* _The task_: Could you filter the records below and keep only the lines with the word "genres"?

* _Stored data_:
☆ ☆ ☆ ☆

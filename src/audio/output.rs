use std::time::Duration;

use rodio::mixer::Mixer;
use rodio::{OutputStream, OutputStreamBuilder};
use tracing::{info, warn};

use crate::config::{AudioSettings, BackendKind};

use super::engine::{AudioEngine, EngineFactory};
use super::streaming::StreamingEngine;
use super::types::EventSink;
use super::waveform::WaveformEngine;

/// Owns the output device and hands out engines of the configured backend.
///
/// The device is opened once; without one every engine still gets created,
/// but its loads fail with an `Error` event.
pub struct RodioFactory {
    // Output stops when the stream is dropped.
    _stream: Option<OutputStream>,
    mixer: Option<Mixer>,
    backend: BackendKind,
    progress_interval: Duration,
    summary_len: usize,
}

impl RodioFactory {
    /// Open the default output device.
    pub fn open(settings: &AudioSettings) -> Self {
        match OutputStreamBuilder::open_default_stream() {
            Ok(mut stream) => {
                // rodio logs to stderr when the stream is dropped; that
                // would scribble over the TUI.
                stream.log_on_drop(false);
                let mixer = stream.mixer().clone();
                info!(backend = ?settings.backend, "audio output opened");
                Self::with_parts(Some(stream), Some(mixer), settings)
            }
            Err(e) => {
                warn!(error = %e, "no audio output device; playback disabled");
                Self::with_parts(None, None, settings)
            }
        }
    }

    /// A factory with no output device.
    pub fn without_output(settings: &AudioSettings) -> Self {
        Self::with_parts(None, None, settings)
    }

    fn with_parts(
        stream: Option<OutputStream>,
        mixer: Option<Mixer>,
        settings: &AudioSettings,
    ) -> Self {
        Self {
            _stream: stream,
            mixer,
            backend: settings.backend,
            progress_interval: Duration::from_millis(settings.progress_interval_ms),
            summary_len: settings.summary_length,
        }
    }

    pub fn has_output(&self) -> bool {
        self.mixer.is_some()
    }

    pub fn backend(&self) -> BackendKind {
        self.backend
    }
}

impl EngineFactory for RodioFactory {
    fn create(&mut self, events: EventSink) -> Box<dyn AudioEngine> {
        let mixer = self.mixer.clone();
        match self.backend {
            BackendKind::Streaming => {
                Box::new(StreamingEngine::new(mixer, events, self.progress_interval))
            }
            BackendKind::Waveform => Box::new(WaveformEngine::new(
                mixer,
                events,
                self.progress_interval,
                self.summary_len,
            )),
        }
    }
}
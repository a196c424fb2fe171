use crate::config;

pub fn load_settings() -> config::Settings {
    match config::Settings::load() {
        Ok(s) => {
            if let Err(msg) = s.validate() {
                eprintln!("encore: invalid config, using defaults: {msg}");
                config::Settings::default()
            } else {
                s
            }
        }
        Err(e) => {
            // A broken config file should not keep the player from starting.
            eprintln!("encore: failed to load config, using defaults: {e}");
            config::Settings::default()
        }
    }
}
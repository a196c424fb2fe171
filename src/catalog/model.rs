//! Catalog model types: `Track`, `Album`, `Playlist` and the `Catalog` itself.

use std::collections::HashMap;
use std::sync::Arc;

use crate::error::{Error, Result};

/// A single playable track. Immutable once the catalog is built and shared
/// between the catalog, the queue and the UI through `Arc`.
#[derive(Debug, Clone, PartialEq)]
pub struct Track {
    pub id: String,
    pub title: String,
    /// Declared duration in seconds. Used until (or instead of) the decoder's.
    pub duration: f64,
    pub bpm: u32,
    /// Opaque locator handed to the audio backend.
    pub audio_url: String,
    pub album_id: String,
    /// Amplitude summary used to draw the waveform.
    pub waveform: Vec<f32>,
    pub is_vocal: bool,
    pub genres: Vec<String>,
    pub moods: Vec<String>,
    pub instruments: Vec<String>,
}

#[derive(Debug, Clone, PartialEq)]
pub struct Album {
    pub id: String,
    pub title: String,
    pub label: String,
    pub cover: Option<String>,
    pub description: String,
    pub genres: Vec<String>,
    pub moods: Vec<String>,
    pub release_date: Option<String>,
    pub tracks: Vec<Arc<Track>>,
}

impl Album {
    /// Sum of the declared durations of every track on the album.
    pub fn total_duration(&self) -> f64 {
        self.tracks.iter().map(|t| t.duration).sum()
    }
}

#[derive(Debug, Clone, PartialEq)]
pub struct Playlist {
    pub id: String,
    pub title: String,
    pub description: String,
    pub cover: Option<String>,
    pub category: String,
    pub track_ids: Vec<String>,
}

/// Position of a track inside `Catalog::albums`.
#[derive(Debug, Clone, Copy)]
struct TrackSlot {
    album: usize,
    track: usize,
}

/// The in-memory catalog. Lookups are synchronous and always available.
#[derive(Debug, Default)]
pub struct Catalog {
    albums: Vec<Album>,
    playlists: Vec<Playlist>,
    by_track_id: HashMap<String, TrackSlot>,
}

impl Catalog {
    /// Build a catalog, indexing every track by id.
    ///
    /// Fails when two tracks share an id, since the player identifies tracks
    /// (and decides whether to reload audio) purely by id.
    pub fn new(albums: Vec<Album>, playlists: Vec<Playlist>) -> Result<Self> {
        let mut by_track_id = HashMap::new();
        for (album_idx, album) in albums.iter().enumerate() {
            for (track_idx, track) in album.tracks.iter().enumerate() {
                let slot = TrackSlot {
                    album: album_idx,
                    track: track_idx,
                };
                if by_track_id.insert(track.id.clone(), slot).is_some() {
                    return Err(Error::DuplicateTrack(track.id.clone()));
                }
            }
        }

        Ok(Self {
            albums,
            playlists,
            by_track_id,
        })
    }

    pub fn albums(&self) -> &[Album] {
        &self.albums
    }

    pub fn playlists(&self) -> &[Playlist] {
        &self.playlists
    }

    pub fn is_empty(&self) -> bool {
        self.by_track_id.is_empty()
    }

    pub fn find_album_by_id(&self, id: &str) -> Option<&Album> {
        self.albums.iter().find(|a| a.id == id)
    }

    pub fn find_track_by_id(&self, id: &str) -> Option<Arc<Track>> {
        let slot = self.by_track_id.get(id)?;
        self.albums
            .get(slot.album)
            .and_then(|a| a.tracks.get(slot.track))
            .cloned()
    }

    pub fn find_playlist_by_id(&self, id: &str) -> Option<&Playlist> {
        self.playlists.iter().find(|p| p.id == id)
    }

    /// Every track, album by album, in catalog order.
    pub fn all_tracks(&self) -> Vec<Arc<Track>> {
        self.albums
            .iter()
            .flat_map(|a| a.tracks.iter().cloned())
            .collect()
    }

    /// Resolve a playlist's track ids. Ids that no longer exist are skipped.
    pub fn playlist_tracks(&self, playlist: &Playlist) -> Vec<Arc<Track>> {
        playlist
            .track_ids
            .iter()
            .filter_map(|id| self.find_track_by_id(id))
            .collect()
    }

    /// Case-insensitive substring search over title, genres and moods.
    ///
    /// An empty (or whitespace-only) query matches every track.
    pub fn search(&self, query: &str) -> Vec<Arc<Track>> {
        let query = query.trim().to_lowercase();
        if query.is_empty() {
            return self.all_tracks();
        }

        self.albums
            .iter()
            .flat_map(|a| a.tracks.iter())
            .filter(|t| {
                t.title.to_lowercase().contains(&query)
                    || t.genres.iter().any(|g| g.to_lowercase().contains(&query))
                    || t.moods.iter().any(|m| m.to_lowercase().contains(&query))
            })
            .cloned()
            .collect()
    }
}
use std::time::Duration;

use crossterm::event::{
    self, Event, KeyCode, KeyEvent, KeyEventKind, KeyModifiers, MouseButton, MouseEvent,
    MouseEventKind,
};
use ratatui::{
    Terminal,
    backend::CrosstermBackend,
    layout::{Position, Rect},
};
use tracing::debug;

use crate::app::App;
use crate::audio::EngineFactory;
use crate::config;
use crate::player::Player;
use crate::transport::Transport;
use crate::ui;
use crate::waveform::{WaveformView, seek_fraction};

/// State tracked by the runtime event loop across iterations.
#[derive(Debug, Default)]
pub struct EventLoopState {
    /// Internal two-key prefix state used for `gg` handling.
    pub pending_gg: bool,
    /// Where the waveform was last drawn.
    pub wave_area: Rect,
    /// A mouse seek gesture is in progress.
    pub dragging: bool,
}

/// Main terminal event loop: applies engine events, draws, and handles input.
/// Returns `Ok(())` when the user quits.
pub fn run<F: EngineFactory>(
    terminal: &mut Terminal<CrosstermBackend<std::io::Stdout>>,
    settings: &config::Settings,
    app: &mut App,
    player: &mut Player,
    transport: &mut Transport<F>,
    state: &mut EventLoopState,
) -> Result<(), Box<dyn std::error::Error>> {
    loop {
        transport.pump(player);

        terminal.draw(|f| {
            state.wave_area = ui::draw(
                f,
                app,
                player,
                transport,
                &settings.ui,
                &settings.controls,
            );
        })?;

        if event::poll(Duration::from_millis(50))? {
            match event::read()? {
                Event::Key(key) => {
                    if key.kind != KeyEventKind::Press {
                        continue;
                    }
                    if handle_key_event(key, settings, app, player, transport, state) {
                        break;
                    }
                }
                Event::Mouse(mouse) => handle_mouse_event(mouse, player, transport, state),
                _ => {}
            }
            transport.sync(player);
        }
    }

    Ok(())
}

/// Apply one key press. Returns `true` when the user asked to quit.
pub fn handle_key_event<F: EngineFactory>(
    key: KeyEvent,
    settings: &config::Settings,
    app: &mut App,
    player: &mut Player,
    transport: &mut Transport<F>,
    state: &mut EventLoopState,
) -> bool {
    if app.filter_mode {
        state.pending_gg = false;
        match key.code {
            KeyCode::Esc => app.clear_filter(),
            KeyCode::Backspace => app.pop_filter_char(),
            KeyCode::Char('j') | KeyCode::Char('n')
                if key.modifiers.contains(KeyModifiers::CONTROL) =>
            {
                app.next();
            }
            KeyCode::Char('k') | KeyCode::Char('p')
                if key.modifiers.contains(KeyModifiers::CONTROL) =>
            {
                app.prev();
            }
            KeyCode::Down => app.next(),
            KeyCode::Up => app.prev(),
            KeyCode::Char(c) => {
                if !c.is_control() {
                    app.push_filter_char(c);
                }
            }
            KeyCode::Enter => {
                app.exit_filter_mode();
                if app.row_count() > 0 {
                    app.activate_selected(player);
                }
            }
            _ => {}
        }
        return false;
    }

    let controls = &settings.controls;
    match key.code {
        KeyCode::Char('q') => {
            state.pending_gg = false;
            return true;
        }
        KeyCode::Char('g') => {
            if state.pending_gg {
                state.pending_gg = false;
                app.selected = 0;
            } else {
                state.pending_gg = true;
            }
        }
        KeyCode::Char('G') => {
            state.pending_gg = false;
            app.selected = app.row_count().saturating_sub(1);
        }
        code => {
            // g pending should clear on anything else.
            state.pending_gg = false;
            match code {
                KeyCode::Char('/') => app.enter_filter_mode(),
                KeyCode::Tab => app.cycle_view(),
                KeyCode::Char('j') | KeyCode::Down => app.next(),
                KeyCode::Char('k') | KeyCode::Up => app.prev(),
                KeyCode::Enter => app.activate_selected(player),
                KeyCode::Char('a') => app.enqueue_selected(player),
                KeyCode::Char('x') => player.clear_queue(),
                KeyCode::Char('p') | KeyCode::Char(' ') => player.toggle(),
                KeyCode::Char('l') => player.next(),
                KeyCode::Char('h') => player.previous(),
                KeyCode::Char('L') => transport.seek_by(player, controls.scrub_seconds as f64),
                KeyCode::Char('H') => transport.seek_by(player, -(controls.scrub_seconds as f64)),
                KeyCode::Char('+') | KeyCode::Char('=') => {
                    player.set_volume(player.volume() + controls.volume_step);
                }
                KeyCode::Char('-') => player.set_volume(player.volume() - controls.volume_step),
                KeyCode::Char('m') => player.toggle_mute(),
                _ => {}
            }
        }
    }
    false
}

/// Mouse seeking on the waveform: press starts a gesture, drag moves the
/// displayed position, release seeks the audio.
pub fn handle_mouse_event<F: EngineFactory>(
    mouse: MouseEvent,
    player: &mut Player,
    transport: &mut Transport<F>,
    state: &mut EventLoopState,
) {
    let area = state.wave_area;
    let (x, width) = ui::waveform_x(mouse.column, area);
    match mouse.kind {
        MouseEventKind::Down(MouseButton::Left) => {
            if !area.contains(Position::new(mouse.column, mouse.row)) {
                return;
            }
            let view = WaveformView::new(player.current_track().is_some());
            let mut fraction = None;
            if !view.click(x, width, |f| fraction = Some(f)) {
                return;
            }
            let Some(fraction) = fraction else {
                return;
            };
            transport.begin_seek();
            if transport.is_seeking() {
                state.dragging = true;
                transport.drag_seek(player, fraction * player.duration());
            } else {
                // Nothing loaded to hold a gesture; seek straight away.
                transport.seek_fraction(player, fraction);
            }
        }
        MouseEventKind::Drag(MouseButton::Left) if state.dragging => {
            transport.drag_seek(player, seek_fraction(x, width) * player.duration());
        }
        MouseEventKind::Up(MouseButton::Left) if state.dragging => {
            state.dragging = false;
            transport.drag_seek(player, seek_fraction(x, width) * player.duration());
            transport.commit_seek(player);
            debug!(position = player.progress(), "seek committed");
        }
        _ => {}
    }
}
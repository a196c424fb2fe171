//! Configuration loader and schema types.
//!
//! This module exposes the configuration schema used to drive runtime
//! behavior and helpers to load configuration from disk.

mod load;
mod schema;

pub use load::{default_config_path, default_log_path, resolve_config_path};
pub use schema::*;
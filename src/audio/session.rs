//! Shared machinery behind both rodio engines: a loader thread that prepares a
//! paused `Sink`, a ticker thread that reports progress, and the intent
//! bookkeeping that lets callers drive the engine before it is ready.

use std::fs::File;
use std::sync::{Arc, Mutex, MutexGuard, PoisonError};
use std::thread;
use std::time::Duration;

use rodio::Sink;
use rodio::mixer::Mixer;
use tracing::{debug, warn};

use super::types::{EngineEvent, EventSink, LoadRequest};

/// What a backend hands back once its source is decodable.
pub(super) struct Prepared {
    /// Paused sink with the source already appended.
    pub sink: Sink,
    /// Decoder-reported duration, if known.
    pub duration: Option<f64>,
    /// Decoded amplitude summary, if the backend computes one.
    pub summary: Option<Vec<f32>>,
}

pub(super) type PrepareFn = Box<dyn FnOnce(&str, &Mixer) -> Result<Prepared, String> + Send>;

#[derive(Default)]
struct Shared {
    sink: Option<Sink>,
    want_playing: bool,
    volume: f32,
    duration: f64,
    failed: bool,
    destroyed: bool,
}

impl Shared {
    fn ready(&self) -> bool {
        self.sink.is_some()
    }
}

pub(super) struct SinkSession {
    shared: Arc<Mutex<Shared>>,
    mixer: Option<Mixer>,
    events: EventSink,
    interval: Duration,
    loaded: bool,
}

fn lock(shared: &Mutex<Shared>) -> MutexGuard<'_, Shared> {
    shared.lock().unwrap_or_else(PoisonError::into_inner)
}

/// Open the file behind `locator`. Plain paths and `file://` URLs are
/// supported; other schemes are reported as unsupported.
pub(super) fn open_source(locator: &str) -> Result<File, String> {
    let path = locator.strip_prefix("file://").unwrap_or(locator);
    if path.contains("://") {
        return Err(format!("unsupported audio source {locator}"));
    }
    File::open(path).map_err(|e| format!("failed to open {path}: {e}"))
}

impl SinkSession {
    pub(super) fn new(mixer: Option<Mixer>, events: EventSink, interval: Duration) -> Self {
        Self {
            shared: Arc::new(Mutex::new(Shared {
                volume: 1.0,
                ..Shared::default()
            })),
            mixer,
            events,
            interval: interval.max(Duration::from_millis(10)),
            loaded: false,
        }
    }

    pub(super) fn load(&mut self, request: LoadRequest, prepare: PrepareFn) {
        if self.loaded {
            warn!(source = %request.source, "engine instance already loaded; ignoring");
            return;
        }
        self.loaded = true;

        {
            let mut s = lock(&self.shared);
            if s.destroyed {
                return;
            }
            s.duration = request.declared_duration.max(0.0);
        }

        let Some(mixer) = self.mixer.clone() else {
            lock(&self.shared).failed = true;
            self.events.emit(EngineEvent::Error {
                cause: "no audio output device".to_string(),
            });
            return;
        };

        let shared = Arc::clone(&self.shared);
        let events = self.events.clone();
        let interval = self.interval;
        thread::spawn(move || {
            let result = prepare(&request.source, &mixer);

            // Everything below happens under the lock so that `destroy` on
            // the UI thread either wins outright or sees the finished load.
            let mut s = lock(&shared);
            if s.destroyed {
                if let Ok(prepared) = result {
                    prepared.sink.stop();
                }
                return;
            }

            match result {
                Ok(prepared) => {
                    prepared.sink.set_volume(s.volume);
                    if s.want_playing {
                        prepared.sink.play();
                    }
                    if let Some(d) = prepared.duration.filter(|d| d.is_finite() && *d > 0.0) {
                        s.duration = d;
                    }
                    if let Some(summary) = prepared.summary {
                        events.emit(EngineEvent::Summary(summary));
                    }
                    s.sink = Some(prepared.sink);
                    debug!(source = %request.source, duration = s.duration, "engine ready");
                    events.emit(EngineEvent::Ready {
                        duration: s.duration,
                    });
                    drop(s);
                    run_ticker(&shared, &events, interval);
                }
                Err(cause) => {
                    warn!(source = %request.source, %cause, "audio load failed");
                    s.failed = true;
                    events.emit(EngineEvent::Error { cause });
                }
            }
        });
    }

    pub(super) fn play(&mut self) {
        let mut s = lock(&self.shared);
        s.want_playing = true;
        if let Some(sink) = &s.sink {
            sink.play();
        }
    }

    pub(super) fn pause(&mut self) {
        let mut s = lock(&self.shared);
        s.want_playing = false;
        if let Some(sink) = &s.sink {
            sink.pause();
        }
    }

    pub(super) fn seek(&mut self, seconds: f64) {
        if !seconds.is_finite() {
            return;
        }
        let s = lock(&self.shared);
        let Some(sink) = &s.sink else {
            return;
        };
        let target = if s.duration > 0.0 {
            seconds.clamp(0.0, s.duration)
        } else {
            seconds.max(0.0)
        };
        if let Err(e) = sink.try_seek(Duration::from_secs_f64(target)) {
            warn!(target, error = %e, "seek failed");
        }
    }

    pub(super) fn set_volume(&mut self, volume: f32) {
        let volume = if volume.is_nan() { 0.0 } else { volume.clamp(0.0, 1.0) };
        let mut s = lock(&self.shared);
        s.volume = volume;
        if let Some(sink) = &s.sink {
            sink.set_volume(volume);
        }
    }

    pub(super) fn position(&self) -> f64 {
        lock(&self.shared)
            .sink
            .as_ref()
            .map_or(0.0, |sink| sink.get_pos().as_secs_f64())
    }

    pub(super) fn duration(&self) -> f64 {
        lock(&self.shared).duration
    }

    pub(super) fn destroy(&mut self) {
        let mut s = lock(&self.shared);
        if s.destroyed {
            return;
        }
        s.destroyed = true;
        if let Some(sink) = s.sink.take() {
            sink.stop();
        }
    }

    #[cfg(test)]
    pub(super) fn is_destroyed(&self) -> bool {
        lock(&self.shared).destroyed
    }
}

impl Drop for SinkSession {
    fn drop(&mut self) {
        self.destroy();
    }
}

/// Report progress every `interval` while playing and `Finished` once the
/// sink runs dry. Returns when the session is destroyed or finished.
fn run_ticker(shared: &Mutex<Shared>, events: &EventSink, interval: Duration) {
    loop {
        thread::sleep(interval);

        let mut s = lock(shared);
        if s.destroyed || s.failed {
            return;
        }
        let (drained, playing, position) = match &s.sink {
            Some(sink) => (
                sink.empty(),
                !sink.is_paused(),
                sink.get_pos().as_secs_f64(),
            ),
            None => return,
        };

        if drained {
            s.want_playing = false;
            events.emit(EngineEvent::Finished);
            return;
        }
        if playing {
            events.emit(EngineEvent::Progress { position });
        }
    }
}
//! Player module: the single source of truth for what is playing.
//!
//! `Player` is a plain value owned by the runtime and passed by `&mut` to the
//! transport and the input handlers. It never talks to audio itself; the
//! `transport` module reconciles it with the active engine.

mod state;

pub use state::*;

☆ ☆ ☆ ☆

* _Finished task_:
    pub genres: Vec<String>,
    pub genres: Vec<String>,
    /// Case-insensitive substring search over title, genres and moods.
                    || t.genres.iter().any(|g| g.to_lowercase().contains(&query))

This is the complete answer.